For clinical purposes this classification will be found not only reasonable but useful. Speaking generally, then, a sprain may be considered as a subcutaneous laceration; at the same time, it must be allowed that certain parts may be susceptible of stretching, without actual tearing, to a degree that will cause great pain. Hence, for working purposes, sprains may be divided into those associated with swelling and those followed by pain and stiffness only, the latter condition being formerly spoken of as 'strain.'
Immediate swelling means, of course, blood extravasation or the contraction of the proximal portion of extensively ruptured muscle; deferred swelling in the immediate region of the injury being due to inflammatory exudation into the soft parts in the continuity of a limb or about the trunk, or, in the case of a joint, synovial effusion.

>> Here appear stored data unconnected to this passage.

//! Chat-facing surface: command dispatch and webhook delivery.

pub mod commands;
pub mod discord;

pub use commands::{respond, Command, StandingsKind, MAX_MESSAGE_LEN};
pub use discord::DiscordSink;

/// Thin wrapper around the OS keyring for credential storage.
pub mod keyring_store {
    use crate::error::DeliveryError;

    const SERVICE: &str = "gridwatch";

    pub fn get(key: &str) -> Result<Option<String>, DeliveryError> {
        let entry = keyring::Entry::new(SERVICE, key)
            .map_err(|e| DeliveryError::Credentials(e.to_string()))?;
        match entry.get_password() {
            Ok(pw) => Ok(Some(pw)),
            Err(keyring::Error::NoEntry) => Ok(None),
            Err(e) => Err(DeliveryError::Credentials(e.to_string())),
        }
    }

    pub fn set(key: &str, value: &str) -> Result<(), DeliveryError> {
        let entry = keyring::Entry::new(SERVICE, key)
            .map_err(|e| DeliveryError::Credentials(e.to_string()))?;
        entry
            .set_password(value)
            .map_err(|e| DeliveryError::Credentials(e.to_string()))
    }

    pub fn delete(key: &str) -> Result<(), DeliveryError> {
        let entry = keyring::Entry::new(SERVICE, key)
            .map_err(|e| DeliveryError::Credentials(e.to_string()))?;
        match entry.delete_credential() {
            Ok(()) | Err(keyring::Error::NoEntry) => Ok(()),
            Err(e) => Err(DeliveryError::Credentials(e.to_string())),
        }
    }
}
//! Calendar ingestion.
//!
//! Reads the published season calendar (iCalendar format) into the event
//! model. Parsing is delegated to the `icalendar` crate; this module only
//! classifies sessions and normalizes timestamps.
//!
//! Classification is strict: a VEVENT whose text matches no known session
//! type fails ingestion with [`CalendarError::UnknownEventType`] rather than
//! being dropped or defaulted.

pub mod refresh;

pub use refresh::{CalendarRefresher, DEFAULT_CALENDAR_URL};

use std::path::Path;

use chrono::offset::LocalResult;
use chrono::{DateTime, Duration, NaiveDateTime, TimeZone, Utc};
use chrono_tz::Tz;
use icalendar::{Calendar, CalendarComponent, CalendarDateTime, Component, DatePerhapsTime, EventLike};
use tracing::warn;

use crate::error::CalendarError;
use crate::event::{eastern_naive_to_utc, Event, EventType};

/// Load and ingest a calendar file.
pub fn load_events(path: &Path) -> Result<Vec<Event>, CalendarError> {
    let raw = std::fs::read_to_string(path).map_err(|source| CalendarError::ReadFailed {
        path: path.to_path_buf(),
        source,
    })?;
    parse_events(&raw)
}

/// Ingest calendar text into an ordered event sequence (earliest first).
pub fn parse_events(raw: &str) -> Result<Vec<Event>, CalendarError> {
    let calendar: Calendar = raw.parse().map_err(CalendarError::ParseFailed)?;

    let mut events = Vec::new();
    for component in &calendar.components {
        let CalendarComponent::Event(vevent) = component else {
            continue;
        };
        let summary = vevent
            .get_summary()
            .ok_or(CalendarError::MissingProperty("SUMMARY"))?;
        // The published feed carries one promotional entry; it is not a session.
        if summary.to_ascii_lowercase().contains("in your calendar") {
            continue;
        }

        let event_type = vevent
            .property_value("CATEGORIES")
            .and_then(classify_session)
            .or_else(|| classify_session(summary))
            .ok_or_else(|| CalendarError::UnknownEventType(summary.to_string()))?;

        let start = vevent
            .get_start()
            .ok_or(CalendarError::MissingProperty("DTSTART"))?;
        let location = vevent
            .property_value("LOCATION")
            .unwrap_or_default()
            .trim()
            .to_string();

        events.push(Event::new(event_type, location, resolve_start(start), summary));
    }

    events.sort_by_key(|event| event.start_time);
    Ok(events)
}

/// Map session text (CATEGORIES value or SUMMARY) to an event type.
///
/// Sprint shootout must be checked before plain qualifying and sprint; their
/// names overlap.
fn classify_session(text: &str) -> Option<EventType> {
    let lower = text.to_ascii_lowercase();
    if lower.contains("practice 1") || lower.contains("fp1") {
        Some(EventType::Fp1)
    } else if lower.contains("practice 2") || lower.contains("fp2") {
        Some(EventType::Fp2)
    } else if lower.contains("practice 3") || lower.contains("fp3") {
        Some(EventType::Fp3)
    } else if lower.contains("practice") {
        Some(EventType::Practice)
    } else if lower.contains("sprint shootout") || lower.contains("sprint qualifying") {
        Some(EventType::SprintQualifying)
    } else if lower.contains("qualifying") {
        Some(EventType::Qualifying)
    } else if lower.contains("sprint") {
        Some(EventType::Sprint)
    } else if lower.contains("grand prix") || lower.contains("race") {
        Some(EventType::Race)
    } else {
        None
    }
}

/// Normalize a DTSTART value to UTC.
///
/// Floating and date-only values carry no zone information and are
/// interpreted as reference-zone wall time -- never converted twice.
fn resolve_start(start: DatePerhapsTime) -> DateTime<Utc> {
    match start {
        DatePerhapsTime::DateTime(CalendarDateTime::Utc(dt)) => dt,
        DatePerhapsTime::DateTime(CalendarDateTime::Floating(naive)) => eastern_naive_to_utc(naive),
        DatePerhapsTime::DateTime(CalendarDateTime::WithTimezone { date_time, tzid }) => {
            match tzid.parse::<Tz>() {
                Ok(tz) => zoned_naive_to_utc(tz, date_time),
                Err(_) => {
                    warn!(%tzid, "unrecognized TZID, interpreting as reference zone");
                    eastern_naive_to_utc(date_time)
                }
            }
        }
        // All-day entry: midnight in the reference zone.
        DatePerhapsTime::Date(date) => eastern_naive_to_utc(date.and_time(chrono::NaiveTime::MIN)),
    }
}

fn zoned_naive_to_utc(tz: Tz, naive: NaiveDateTime) -> DateTime<Utc> {
    match tz.from_local_datetime(&naive) {
        LocalResult::Single(dt) => dt.with_timezone(&Utc),
        LocalResult::Ambiguous(earliest, _) => earliest.with_timezone(&Utc),
        LocalResult::None => match tz.from_local_datetime(&(naive + Duration::hours(1))) {
            LocalResult::Single(dt) | LocalResult::Ambiguous(dt, _) => dt.with_timezone(&Utc),
            LocalResult::None => Utc.from_utc_datetime(&naive),
        },
    }
}

#[cfg(test)]
mod tests {
    use super::*;
    use chrono::NaiveDate;

    fn wrap_events(body: &str) -> String {
        format!(
            "BEGIN:VCALENDAR\nVERSION:2.0\nPRODID:-//gridwatch tests//EN\n{body}END:VCALENDAR\n"
        )
    }

    fn vevent(summary: &str, categories: &str, dtstart: &str) -> String {
        format!(
            "BEGIN:VEVENT\nUID:{summary}@test\nSUMMARY:{summary}\nCATEGORIES:{categories}\nDTSTART:{dtstart}\nLOCATION:Silverstone\nEND:VEVENT\n"
        )
    }

    #[test]
    fn classifies_session_vocabulary() {
        assert_eq!(classify_session("F1,FP1"), Some(EventType::Fp1));
        assert_eq!(classify_session("Practice 2"), Some(EventType::Fp2));
        assert_eq!(classify_session("Practice"), Some(EventType::Practice));
        assert_eq!(classify_session("Qualifying"), Some(EventType::Qualifying));
        assert_eq!(
            classify_session("Sprint Shootout"),
            Some(EventType::SprintQualifying)
        );
        assert_eq!(
            classify_session("Sprint Qualifying"),
            Some(EventType::SprintQualifying)
        );
        assert_eq!(classify_session("Sprint"), Some(EventType::Sprint));
        assert_eq!(classify_session("Grand Prix"), Some(EventType::Race));
        assert_eq!(classify_session("Race"), Some(EventType::Race));
        assert_eq!(classify_session("Concert"), None);
    }

    #[test]
    fn parses_utc_dtstart() {
        let ics = wrap_events(&vevent("British Grand Prix - Race", "F1,Grand Prix", "20260705T140000Z"));
        let events = parse_events(&ics).unwrap();
        assert_eq!(events.len(), 1);
        assert_eq!(events[0].event_type, EventType::Race);
        assert_eq!(events[0].location, "Silverstone");
        assert_eq!(
            events[0].start_time,
            NaiveDate::from_ymd_opt(2026, 7, 5)
                .unwrap()
                .and_hms_opt(14, 0, 0)
                .unwrap()
                .and_utc()
        );
    }

    #[test]
    fn floating_dtstart_is_reference_zone_wall_time() {
        // 10:00 floating in July: EDT is UTC-4, so 14:00 UTC.
        let ics = wrap_events(&vevent("Test Grand Prix - Race", "F1,Grand Prix", "20260705T100000"));
        let events = parse_events(&ics).unwrap();
        assert_eq!(
            events[0].start_time,
            NaiveDate::from_ymd_opt(2026, 7, 5)
                .unwrap()
                .and_hms_opt(14, 0, 0)
                .unwrap()
                .and_utc()
        );
    }

    #[test]
    fn unknown_session_text_is_a_hard_failure() {
        let ics = wrap_events(&vevent("Pit Lane Walk", "Fan Event", "20260705T100000Z"));
        let err = parse_events(&ics).unwrap_err();
        assert!(matches!(err, CalendarError::UnknownEventType(_)));
    }

    #[test]
    fn promotional_entry_is_skipped() {
        let body = format!(
            "{}{}",
            vevent("Formula 1 in your calendar!", "F1", "20260101T000000Z"),
            vevent("Test Grand Prix - Race", "F1,Grand Prix", "20260705T140000Z"),
        );
        let events = parse_events(&wrap_events(&body)).unwrap();
        assert_eq!(events.len(), 1);
        assert_eq!(events[0].event_type, EventType::Race);
    }

    #[test]
    fn events_come_back_ordered_by_start() {
        let body = format!(
            "{}{}{}",
            vevent("Test Grand Prix - Race", "F1,Grand Prix", "20260705T140000Z"),
            vevent("Test Practice 1", "F1,FP1", "20260703T113000Z"),
            vevent("Test Qualifying", "F1,Qualifying", "20260704T140000Z"),
        );
        let events = parse_events(&wrap_events(&body)).unwrap();
        let types: Vec<_> = events.iter().map(|e| e.event_type).collect();
        assert_eq!(
            types,
            vec![EventType::Fp1, EventType::Qualifying, EventType::Race]
        );
    }

    #[test]
    fn garbage_input_is_a_parse_error() {
        assert!(matches!(
            parse_events("this is not a calendar"),
            Err(CalendarError::ParseFailed(_))
        ));
    }
}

In relation to the question of swelling, it must be borne in mind that the possibility of defining it is in direct proportion to its nearness to the surface of the part. A swelling from extravasation on the deep surface of the erector spinae would be quite intangible, whilst in the quadratus femoris it would be easily felt; moreover, it must be remembered that deferred or remote swelling in deep sprain may show itself a long way from the seat of the original injury, in consequence of its being caused by the blood tracking along the fascial planes in the line of least resistance. I have, for example, recently seen a large haematoma below the buttock show itself a week after a severe sprain of the erector spinae whilst fencing, and I have seen a large blood tumour appear in the popliteal space many days after a sprain of the upper part of the thigh.